To do: Determine how many lines in the material below contain the word "masterpiece", and give that number without comment.

Data to use:
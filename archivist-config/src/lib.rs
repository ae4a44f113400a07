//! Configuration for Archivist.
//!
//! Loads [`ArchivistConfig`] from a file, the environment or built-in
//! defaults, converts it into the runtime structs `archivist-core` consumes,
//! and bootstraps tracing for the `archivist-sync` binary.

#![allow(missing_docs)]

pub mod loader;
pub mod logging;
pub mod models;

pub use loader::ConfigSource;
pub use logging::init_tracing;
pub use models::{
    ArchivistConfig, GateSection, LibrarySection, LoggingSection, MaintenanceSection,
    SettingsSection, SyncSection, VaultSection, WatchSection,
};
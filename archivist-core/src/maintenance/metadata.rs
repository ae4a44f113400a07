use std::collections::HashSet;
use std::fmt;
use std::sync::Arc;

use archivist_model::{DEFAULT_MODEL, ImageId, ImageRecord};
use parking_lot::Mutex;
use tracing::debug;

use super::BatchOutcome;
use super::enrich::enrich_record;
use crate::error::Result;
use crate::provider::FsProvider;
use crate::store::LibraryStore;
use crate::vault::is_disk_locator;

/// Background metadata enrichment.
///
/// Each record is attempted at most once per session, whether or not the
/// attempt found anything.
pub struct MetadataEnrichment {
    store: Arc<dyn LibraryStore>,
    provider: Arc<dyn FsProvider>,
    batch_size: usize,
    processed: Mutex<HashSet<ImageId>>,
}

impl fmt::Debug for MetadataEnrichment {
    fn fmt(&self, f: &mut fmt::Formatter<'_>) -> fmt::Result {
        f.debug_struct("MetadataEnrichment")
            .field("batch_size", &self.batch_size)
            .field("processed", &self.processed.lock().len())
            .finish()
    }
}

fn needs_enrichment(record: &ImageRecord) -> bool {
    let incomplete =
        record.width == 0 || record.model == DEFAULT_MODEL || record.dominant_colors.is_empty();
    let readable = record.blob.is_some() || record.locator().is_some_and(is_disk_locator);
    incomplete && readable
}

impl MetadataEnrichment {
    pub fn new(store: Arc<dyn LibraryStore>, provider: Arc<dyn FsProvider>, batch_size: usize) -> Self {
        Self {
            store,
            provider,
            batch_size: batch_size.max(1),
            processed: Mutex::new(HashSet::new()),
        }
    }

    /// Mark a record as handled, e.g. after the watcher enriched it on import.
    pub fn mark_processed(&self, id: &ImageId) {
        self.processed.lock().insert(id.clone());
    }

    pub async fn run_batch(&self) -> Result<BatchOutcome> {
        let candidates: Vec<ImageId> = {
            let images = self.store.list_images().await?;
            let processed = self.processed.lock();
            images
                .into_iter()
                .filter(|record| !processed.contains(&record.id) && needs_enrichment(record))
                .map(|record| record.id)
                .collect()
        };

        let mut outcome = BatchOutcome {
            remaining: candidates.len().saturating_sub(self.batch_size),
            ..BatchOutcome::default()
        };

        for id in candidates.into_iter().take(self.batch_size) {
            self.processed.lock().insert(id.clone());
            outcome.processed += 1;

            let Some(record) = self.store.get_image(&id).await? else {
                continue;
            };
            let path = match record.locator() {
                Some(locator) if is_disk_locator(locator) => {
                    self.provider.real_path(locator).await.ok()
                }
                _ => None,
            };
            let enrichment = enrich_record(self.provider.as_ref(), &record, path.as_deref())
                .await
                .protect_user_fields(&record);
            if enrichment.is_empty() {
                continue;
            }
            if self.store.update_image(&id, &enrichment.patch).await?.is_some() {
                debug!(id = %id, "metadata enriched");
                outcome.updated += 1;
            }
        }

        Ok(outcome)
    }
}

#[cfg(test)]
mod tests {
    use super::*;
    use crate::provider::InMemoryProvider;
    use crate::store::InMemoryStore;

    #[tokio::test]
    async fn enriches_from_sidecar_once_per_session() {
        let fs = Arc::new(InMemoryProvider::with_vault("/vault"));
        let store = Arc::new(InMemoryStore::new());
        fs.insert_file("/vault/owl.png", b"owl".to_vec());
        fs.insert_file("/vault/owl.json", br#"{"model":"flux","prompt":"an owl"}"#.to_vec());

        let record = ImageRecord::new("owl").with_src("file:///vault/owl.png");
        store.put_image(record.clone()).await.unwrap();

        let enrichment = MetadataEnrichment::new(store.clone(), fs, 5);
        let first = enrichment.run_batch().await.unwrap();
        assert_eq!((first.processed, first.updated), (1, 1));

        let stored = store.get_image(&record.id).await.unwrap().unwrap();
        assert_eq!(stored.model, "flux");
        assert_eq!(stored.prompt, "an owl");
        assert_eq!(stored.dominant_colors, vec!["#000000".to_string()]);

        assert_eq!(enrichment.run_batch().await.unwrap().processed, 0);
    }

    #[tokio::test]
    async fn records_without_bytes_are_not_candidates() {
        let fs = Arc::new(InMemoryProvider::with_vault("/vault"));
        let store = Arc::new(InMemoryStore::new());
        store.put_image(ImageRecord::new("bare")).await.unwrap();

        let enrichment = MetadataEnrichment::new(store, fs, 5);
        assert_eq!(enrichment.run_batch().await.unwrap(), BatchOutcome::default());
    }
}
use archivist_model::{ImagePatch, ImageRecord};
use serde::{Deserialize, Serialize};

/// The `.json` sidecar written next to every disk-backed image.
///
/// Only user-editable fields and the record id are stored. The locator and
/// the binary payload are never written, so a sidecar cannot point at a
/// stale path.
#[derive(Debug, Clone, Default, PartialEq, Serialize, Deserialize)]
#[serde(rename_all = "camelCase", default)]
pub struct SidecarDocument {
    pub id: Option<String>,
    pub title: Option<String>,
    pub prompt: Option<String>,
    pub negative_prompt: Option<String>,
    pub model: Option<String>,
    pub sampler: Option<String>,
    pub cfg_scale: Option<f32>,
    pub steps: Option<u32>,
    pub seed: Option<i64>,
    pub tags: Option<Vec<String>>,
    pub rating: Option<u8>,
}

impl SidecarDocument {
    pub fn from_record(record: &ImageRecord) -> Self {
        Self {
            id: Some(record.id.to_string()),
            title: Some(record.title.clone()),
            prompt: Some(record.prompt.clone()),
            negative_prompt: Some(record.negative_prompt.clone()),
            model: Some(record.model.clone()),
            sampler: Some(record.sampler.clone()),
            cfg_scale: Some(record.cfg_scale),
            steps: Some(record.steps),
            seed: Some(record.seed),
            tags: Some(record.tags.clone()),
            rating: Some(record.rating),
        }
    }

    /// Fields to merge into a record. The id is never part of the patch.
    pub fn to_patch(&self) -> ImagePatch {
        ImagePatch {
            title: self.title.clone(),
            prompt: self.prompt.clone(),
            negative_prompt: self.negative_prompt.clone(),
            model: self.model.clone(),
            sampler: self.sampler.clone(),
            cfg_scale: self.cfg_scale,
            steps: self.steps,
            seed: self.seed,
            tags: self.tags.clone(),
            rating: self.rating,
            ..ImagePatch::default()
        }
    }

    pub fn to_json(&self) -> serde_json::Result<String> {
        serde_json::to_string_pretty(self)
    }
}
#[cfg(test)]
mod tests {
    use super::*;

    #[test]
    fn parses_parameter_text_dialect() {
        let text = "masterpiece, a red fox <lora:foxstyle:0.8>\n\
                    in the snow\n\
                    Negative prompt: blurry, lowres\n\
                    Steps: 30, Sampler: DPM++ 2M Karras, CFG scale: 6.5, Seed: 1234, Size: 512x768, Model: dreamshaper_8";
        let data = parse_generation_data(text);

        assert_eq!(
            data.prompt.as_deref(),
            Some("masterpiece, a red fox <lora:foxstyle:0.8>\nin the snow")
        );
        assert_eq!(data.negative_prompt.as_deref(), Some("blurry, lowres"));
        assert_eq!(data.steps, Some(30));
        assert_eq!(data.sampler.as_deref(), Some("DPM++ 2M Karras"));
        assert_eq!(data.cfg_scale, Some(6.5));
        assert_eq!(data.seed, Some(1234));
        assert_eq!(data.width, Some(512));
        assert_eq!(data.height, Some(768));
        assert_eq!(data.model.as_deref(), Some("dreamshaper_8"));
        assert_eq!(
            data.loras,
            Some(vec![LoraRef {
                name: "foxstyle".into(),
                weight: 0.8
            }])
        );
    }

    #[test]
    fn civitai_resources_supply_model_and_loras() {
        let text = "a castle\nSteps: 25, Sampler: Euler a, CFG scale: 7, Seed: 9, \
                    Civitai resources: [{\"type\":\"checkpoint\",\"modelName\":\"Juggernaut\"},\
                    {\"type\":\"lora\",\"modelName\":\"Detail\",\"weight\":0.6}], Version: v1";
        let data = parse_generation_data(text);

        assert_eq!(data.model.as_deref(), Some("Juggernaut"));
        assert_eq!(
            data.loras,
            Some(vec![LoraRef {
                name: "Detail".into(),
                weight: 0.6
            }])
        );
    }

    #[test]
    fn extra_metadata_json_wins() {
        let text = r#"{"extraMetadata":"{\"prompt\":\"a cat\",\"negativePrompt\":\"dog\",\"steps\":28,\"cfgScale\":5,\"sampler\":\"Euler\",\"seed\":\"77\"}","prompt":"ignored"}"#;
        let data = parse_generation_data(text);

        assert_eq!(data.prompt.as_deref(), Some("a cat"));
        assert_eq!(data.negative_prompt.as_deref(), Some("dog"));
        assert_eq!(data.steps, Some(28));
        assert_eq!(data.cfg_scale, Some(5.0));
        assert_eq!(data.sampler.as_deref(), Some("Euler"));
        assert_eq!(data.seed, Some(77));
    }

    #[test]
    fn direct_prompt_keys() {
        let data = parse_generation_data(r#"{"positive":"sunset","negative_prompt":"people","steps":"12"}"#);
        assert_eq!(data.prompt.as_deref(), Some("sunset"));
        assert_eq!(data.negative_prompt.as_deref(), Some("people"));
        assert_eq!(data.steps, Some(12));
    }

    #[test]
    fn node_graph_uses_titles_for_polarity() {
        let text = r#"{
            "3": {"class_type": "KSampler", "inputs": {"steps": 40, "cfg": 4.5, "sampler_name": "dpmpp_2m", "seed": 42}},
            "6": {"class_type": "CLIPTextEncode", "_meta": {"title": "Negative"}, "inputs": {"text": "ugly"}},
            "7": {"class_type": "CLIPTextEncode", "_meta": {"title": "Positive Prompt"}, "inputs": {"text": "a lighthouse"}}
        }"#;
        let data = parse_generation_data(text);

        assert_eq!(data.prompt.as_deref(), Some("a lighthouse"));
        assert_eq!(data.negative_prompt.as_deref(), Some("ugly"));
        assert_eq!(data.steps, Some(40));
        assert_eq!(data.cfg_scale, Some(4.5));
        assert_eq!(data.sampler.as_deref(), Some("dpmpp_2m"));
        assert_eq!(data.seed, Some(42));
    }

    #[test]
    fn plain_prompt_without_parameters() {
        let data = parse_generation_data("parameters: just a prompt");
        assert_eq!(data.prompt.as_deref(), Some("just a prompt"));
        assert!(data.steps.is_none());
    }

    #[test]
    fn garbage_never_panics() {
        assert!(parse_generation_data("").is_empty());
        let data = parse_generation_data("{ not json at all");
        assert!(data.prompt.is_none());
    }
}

Task output: 2